Staatliches mexikanisches Ölunternehmen wehrt sich gegen Diebstahl: Ölplattform von Pemex.
Staatliches mexikanisches Ölunternehmen wehrt sich gegen Diebstahl: Ölplattform von Pemex.

In einem in Mexiko-Stadt veröffentlichten Communiqué weist das Pemex darauf hin, dass unter anderem Unternehmen wie der deutsche Chemieriese BASF und die Murphy Energy Corporation an dem unerlaubten Handel beteiligt seien.

So soll BASF vermeintlich gestohlenes Ölkondensat im Wert von mindestens 2,4 Millionen Dollar von anderen in der Klage beschuldigten Firmen erworben zu haben. Ein Sprecher der BASF in Nordamerika sagte dazu auf Anfrage, der Inhalt der Anzeige sei im Einzelnen noch nicht bekannt.

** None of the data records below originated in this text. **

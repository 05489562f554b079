//! POP3 client state machine.

use std::fmt;

use bytes::BytesMut;
use mailkeep_transport::{Connector, ServerConfig, TcpConnector, Transport};
use tracing::{debug, info, warn};

use crate::response::{
    MailboxStat, MessageInfo, Reply, ResponseLimits, UidlEntry, is_complete, parse_list,
    parse_stat, parse_uidl,
};
use crate::{Error, Result};

/// Connection state.
#[derive(Debug, Clone, Copy, PartialEq, Eq, Default)]
pub enum State {
    /// No usable connection.
    #[default]
    Disconnected,
    /// Greeting received (AUTHORIZATION state).
    Connected,
    /// USER/PASS accepted (TRANSACTION state).
    Authenticated,
}

impl fmt::Display for State {
    fn fmt(&self, f: &mut fmt::Formatter<'_>) -> fmt::Result {
        f.write_str(match self {
            Self::Disconnected => "disconnected",
            Self::Connected => "connected",
            Self::Authenticated => "authenticated",
        })
    }
}

/// POP3 client owning a single connection.
///
/// Commands are strictly sequential (`&mut self`). While a command is in
/// flight the client reports [`State::Disconnected`], so a dropped future
/// never leaves a half-authenticated session behind.
pub struct Pop3Client<C: Connector = TcpConnector> {
    config: ServerConfig,
    connector: C,
    transport: Option<Transport<C::Stream>>,
    buffer: BytesMut,
    limits: ResponseLimits,
    state: State,
}

impl Pop3Client<TcpConnector> {
    /// Creates a client that connects over TCP.
    #[must_use]
    pub fn new(config: ServerConfig) -> Self {
        Self::with_connector(config, TcpConnector)
    }
}

impl<C: Connector> Pop3Client<C> {
    /// Creates a client that obtains its connection from `connector`.
    #[must_use]
    pub fn with_connector(config: ServerConfig, connector: C) -> Self {
        Self {
            config,
            connector,
            transport: None,
            buffer: BytesMut::new(),
            limits: ResponseLimits::default(),
            state: State::Disconnected,
        }
    }

    /// Replaces the reply size and read-count limits.
    #[must_use]
    pub const fn with_limits(mut self, limits: ResponseLimits) -> Self {
        self.limits = limits;
        self
    }

    /// Returns the current state.
    #[must_use]
    pub const fn state(&self) -> State {
        self.state
    }

    /// Opens the connection and reads the `+OK` greeting.
    ///
    /// # Errors
    ///
    /// Returns an error if already connected, the connection cannot be
    /// opened, or the greeting is not `+OK`.
    pub async fn connect(&mut self) -> Result<()> {
        if self.state != State::Disconnected {
            return Err(Error::InvalidState(format!(
                "connect called while {}",
                self.state
            )));
        }

        self.transport = None;
        self.buffer.clear();
        self.transport = Some(self.connector.connect(&self.config).await?);

        let greeting = match self.read_reply(false).await {
            Ok(greeting) => greeting,
            Err(e) => {
                self.close().await;
                return Err(e);
            }
        };
        if !greeting.ok {
            self.transport = None;
            return Err(Error::InvalidResponse(format!("-ERR {}", greeting.text)));
        }

        self.state = State::Connected;
        info!(host = %self.config.host, "POP3 connected");
        Ok(())
    }

    /// Authenticates with USER and PASS.
    ///
    /// # Errors
    ///
    /// Returns `AuthenticationFailed` if either step is not answered `+OK`.
    pub async fn login(&mut self, username: &str, password: &str) -> Result<()> {
        let previous = self.begin("USER", &[State::Connected])?;

        match self.authenticate(username, password).await {
            Ok(()) => {
                self.state = State::Authenticated;
                info!(username, "POP3 authenticated");
                Ok(())
            }
            Err(e) => {
                if self.transport.is_some() {
                    self.state = previous;
                }
                Err(e)
            }
        }
    }

    async fn authenticate(&mut self, username: &str, password: &str) -> Result<()> {
        let user = self
            .exchange(&format!("USER {username}"), None, false)
            .await?;
        if !user.ok {
            debug!("POP3 USER rejected: {}", user.text);
            return Err(Error::AuthenticationFailed);
        }

        let pass = self
            .exchange(&format!("PASS {password}"), Some("PASS [redacted]"), false)
            .await?;
        if !pass.ok {
            debug!("POP3 PASS rejected: {}", pass.text);
            return Err(Error::AuthenticationFailed);
        }
        Ok(())
    }

    /// Returns the message count and total size.
    ///
    /// # Errors
    ///
    /// Returns an error if not authenticated, the server answers `-ERR`, or
    /// the reply has fewer than two numbers.
    pub async fn stat(&mut self) -> Result<MailboxStat> {
        let reply = self.command("STAT", false).await?;
        parse_stat(&reply.text)
    }

    /// Lists message numbers and sizes.
    ///
    /// # Errors
    ///
    /// Returns an error if not authenticated or the server answers `-ERR`.
    pub async fn list(&mut self) -> Result<Vec<MessageInfo>> {
        let reply = self.command("LIST", true).await?;
        Ok(parse_list(&reply.lines))
    }

    /// Lists message numbers and their unique ids.
    ///
    /// # Errors
    ///
    /// Returns an error if not authenticated or the server answers `-ERR`
    /// (UIDL is optional in RFC 1939).
    pub async fn uidl(&mut self) -> Result<Vec<UidlEntry>> {
        let reply = self.command("UIDL", true).await?;
        Ok(parse_uidl(&reply.lines))
    }

    /// Downloads message `number` in full.
    ///
    /// Returns the message text with CRLF line endings, without the
    /// terminating `.` line.
    ///
    /// # Errors
    ///
    /// Returns `MessageNotFound` if the server answers `-ERR`.
    pub async fn retrieve(&mut self, number: u32) -> Result<String> {
        match self.command(&format!("RETR {number}"), true).await {
            Ok(reply) => Ok(reply.body()),
            Err(Error::Rejected(text)) => {
                debug!("POP3 RETR {number} rejected: {text}");
                Err(Error::MessageNotFound(number))
            }
            Err(e) => Err(e),
        }
    }

    /// Marks message `number` for deletion at QUIT.
    ///
    /// # Errors
    ///
    /// Returns an error if not authenticated or the server answers `-ERR`.
    pub async fn dele(&mut self, number: u32) -> Result<()> {
        self.command(&format!("DELE {number}"), false).await?;
        Ok(())
    }

    /// Unmarks all messages marked for deletion.
    ///
    /// # Errors
    ///
    /// Returns an error if not authenticated or the server answers `-ERR`.
    pub async fn rset(&mut self) -> Result<()> {
        self.command("RSET", false).await?;
        Ok(())
    }

    /// Does nothing, keeping the session alive.
    ///
    /// # Errors
    ///
    /// Returns an error if not authenticated or the server answers `-ERR`.
    pub async fn noop(&mut self) -> Result<()> {
        self.command("NOOP", false).await?;
        Ok(())
    }

    /// Ends the session with QUIT, committing deletions, and closes the
    /// connection.
    ///
    /// # Errors
    ///
    /// Returns an error if not connected or QUIT is not acknowledged. The
    /// connection is closed either way.
    pub async fn quit(&mut self) -> Result<()> {
        let outcome = match self.begin("QUIT", &[State::Connected, State::Authenticated]) {
            Ok(_) => self.exchange("QUIT", None, false).await.and_then(|reply| {
                if reply.ok {
                    Ok(())
                } else {
                    Err(Error::Rejected(reply.text))
                }
            }),
            Err(e) => Err(e),
        };
        self.close().await;
        outcome
    }

    /// Ends the session.
    ///
    /// Sends QUIT if the session is usable, ignoring its outcome, then
    /// always closes the connection.
    pub async fn disconnect(&mut self) {
        if matches!(self.state, State::Connected | State::Authenticated) {
            if let Err(e) = self.quit().await {
                debug!("POP3 QUIT failed: {e}");
            }
        }
        self.close().await;
    }

    async fn close(&mut self) {
        if let Some(mut transport) = self.transport.take() {
            if let Err(e) = transport.close().await {
                debug!("POP3 close failed: {e}");
            }
            info!(host = %self.config.host, "POP3 disconnected");
        }
        self.buffer.clear();
        self.state = State::Disconnected;
    }

    /// Runs a TRANSACTION-state command, mapping `-ERR` to `Rejected`.
    async fn command(&mut self, line: &str, multiline: bool) -> Result<Reply> {
        let previous = self.begin(line, &[State::Authenticated])?;
        let outcome = self.exchange(line, None, multiline).await;
        if self.transport.is_some() {
            self.state = previous;
        }

        let reply = outcome?;
        if reply.ok {
            Ok(reply)
        } else {
            Err(Error::Rejected(reply.text))
        }
    }

    /// Checks the state and marks the client as busy.
    fn begin(&mut self, command: &str, allowed: &[State]) -> Result<State> {
        if self.transport.is_none() {
            return Err(Error::NotConnected);
        }
        if !allowed.contains(&self.state) {
            let verb = command.split(' ').next().unwrap_or(command);
            return Err(Error::InvalidState(format!(
                "{verb} not allowed while {}",
                self.state
            )));
        }
        Ok(std::mem::take(&mut self.state))
    }

    /// Sends one command line and reads its reply.
    ///
    /// Any failure leaves the position in the reply stream unknown, so the
    /// connection is closed and the client ends up Disconnected.
    async fn exchange(&mut self, line: &str, shown: Option<&str>, multiline: bool) -> Result<Reply> {
        debug!("POP3 -> {}", shown.unwrap_or(line));
        let transport = self.transport.as_mut().ok_or(Error::NotConnected)?;
        let outcome = match transport.send(format!("{line}\r\n").as_bytes()).await {
            Ok(()) => self.read_reply(multiline).await,
            Err(e) => Err(e.into()),
        };
        if let Err(e) = &outcome {
            warn!("POP3 session dropped after failed {}: {e}", line.split(' ').next().unwrap_or(line));
            self.close().await;
        }
        outcome
    }

    /// Reassembles one reply, bounded by the response limits.
    async fn read_reply(&mut self, multiline: bool) -> Result<Reply> {
        let mut reads = 0;

        while !is_complete(&self.buffer, multiline) {
            if reads >= self.limits.max_reads {
                return Err(Error::Protocol(format!(
                    "reply incomplete after {reads} reads"
                )));
            }

            let transport = self.transport.as_mut().ok_or(Error::NotConnected)?;
            let received = transport.receive_some().await?;
            reads += 1;

            if received.data.is_empty() {
                return Err(if self.buffer.is_empty() {
                    Error::InvalidResponse("empty response".to_string())
                } else {
                    Error::ConnectionClosed
                });
            }

            self.buffer.extend_from_slice(&received.data);
            if self.buffer.len() > self.limits.max_bytes {
                let size = self.buffer.len();
                self.buffer.clear();
                return Err(Error::Protocol(format!(
                    "reply exceeds {} bytes ({size} received)",
                    self.limits.max_bytes
                )));
            }
        }

        let raw = self.buffer.split().freeze();
        let reply = Reply::parse(&raw, multiline)?;
        debug!(
            "POP3 <- {} {} ({} lines)",
            if reply.ok { "+OK" } else { "-ERR" },
            reply.text,
            reply.lines.len()
        );
        Ok(reply)
    }
}

impl<C: Connector> fmt::Debug for Pop3Client<C> {
    fn fmt(&self, f: &mut fmt::Formatter<'_>) -> fmt::Result {
        f.debug_struct("Pop3Client")
            .field("host", &self.config.host)
            .field("port", &self.config.port)
            .field("state", &self.state)
            .finish_non_exhaustive()
    }
}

Er wies aber darauf hin, dass die BASF Öl stets in gutem Glauben von Unternehmen gekauft habe. «Es war uns zu keinem Zeitpunkt bewusst, dass es sich um gestohlenes Material gehandelt haben könnte.» Die BASF werde in dem Fall mit den Behörden und Gerichten zusammenarbeiten.

Am illegalen Ölhandel sind auch Drogenkartelle beteiligt

Die USA untersuchen seit dem vergangenen Jahr den Verbleib des Ölkondensats. Laut Pemex wurde dem mexikanischen Unternehmen seit 2006 Ölkondensat im Wert von rund 300 Millionen Dollar entwendet.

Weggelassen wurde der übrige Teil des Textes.